Father turned the mirror over. A gift from Mama’s older sister, the one she said that Emilia resembled, it was engraved with all the sisters’ names.

“He was just bringing papers for you to sign,” Mama said. She didn’t sound ashamed.

“An excuse, you always have. Do you practice it in front of the mirror?” His voice was hardly more than a whisper, his mouth twisting as he broke off the handle with a loud snap, throwing it into her lap. And though Emilia held herself very still, Mama flinched. Then Father took
the letter opener from her table and scratched the names on the silver back of the mirror. He had broken everything her sisters sent her. She didn’t have a single picture of them left. “Never forget, my wife, that I can send you both packing,” he said. In the painting above Mama’s dressing table, the hawk was very small above the green hills. There was a villa with white columns. That was where they’d go when Father sent them packing.

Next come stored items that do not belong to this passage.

//! Handler results and delayed follow-ups.

use std::future::Future;
use std::time::Duration;
use tokio::task::JoinHandle;
use tracing::warn;

/// Delay before a successful handler's follow-up runs
pub const FOLLOW_UP_DELAY: Duration = Duration::from_millis(1000);

/// What a dashboard handler did
#[derive(Debug)]
pub enum Outcome {
    /// The request was issued and its reply rendered
    Done,

    /// The backend answered `ok:false`; its reply was rendered
    Refused,

    /// A required field was empty; the user was prompted and nothing was sent
    Blocked,

    /// The user declined a confirmation; nothing was sent
    Cancelled,

    /// The request succeeded and a delayed follow-up is pending
    Scheduled(FollowUp),

    /// No handler matched the gesture
    Ignored,
}

impl Outcome {
    /// Returns true if a backend request was issued
    #[must_use]
    pub const fn issued_request(&self) -> bool {
        matches!(self, Self::Done | Self::Refused | Self::Scheduled(_))
    }

    /// Wait for a pending follow-up, if any
    pub async fn settle(self) {
        if let Self::Scheduled(follow_up) = self {
            follow_up.wait().await;
        }
    }
}

/// A spawned task that runs after [`FOLLOW_UP_DELAY`].
///
/// Dropping the handle does not cancel the task.
#[derive(Debug)]
pub struct FollowUp {
    handle: JoinHandle<()>,
}

impl FollowUp {
    pub(crate) fn after<F>(delay: Duration, task: F) -> Self
    where
        F: Future<Output = ()> + Send + 'static,
    {
        let handle = tokio::spawn(async move {
            tokio::time::sleep(delay).await;
            task.await;
        });
        Self { handle }
    }

    /// Wait for the follow-up to finish
    pub async fn wait(self) {
        if let Err(e) = self.handle.await {
            warn!(error = %e, "dashboard follow-up task failed");
        }
    }
}

#[cfg(test)]
mod tests {
    use super::*;

    #[test]
    fn test_only_sent_requests_count() {
        assert!(Outcome::Done.issued_request());
        assert!(Outcome::Refused.issued_request());
        assert!(!Outcome::Blocked.issued_request());
        assert!(!Outcome::Cancelled.issued_request());
        assert!(!Outcome::Ignored.issued_request());
    }

    #[test]
    fn test_settle_without_follow_up_returns_at_once() {
        tokio_test::block_on(Outcome::Blocked.settle());
    }

    #[tokio::test(start_paused = true)]
    async fn test_follow_up_waits_for_delay() {
        let started = tokio::time::Instant::now();
        let outcome = Outcome::Scheduled(FollowUp::after(FOLLOW_UP_DELAY, async {}));

        assert!(outcome.issued_request());
        outcome.settle().await;
        assert!(started.elapsed() >= FOLLOW_UP_DELAY);
    }
}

“Your daughter has done nothing to deserve such an insult. And let me tell you, neither have I.” But it wasn’t true or else Father wouldn’t be looking at Mama like that. He turned his eyes to Emilia, examining her like a spot of blood in an egg, spoiling it, making it unkosher, and eggs were so expensive. She couldn’t help but reach a hand to surreptitiously scratch her neck. Shame and fear were such itchy feelings, and hatred the itchiest of all.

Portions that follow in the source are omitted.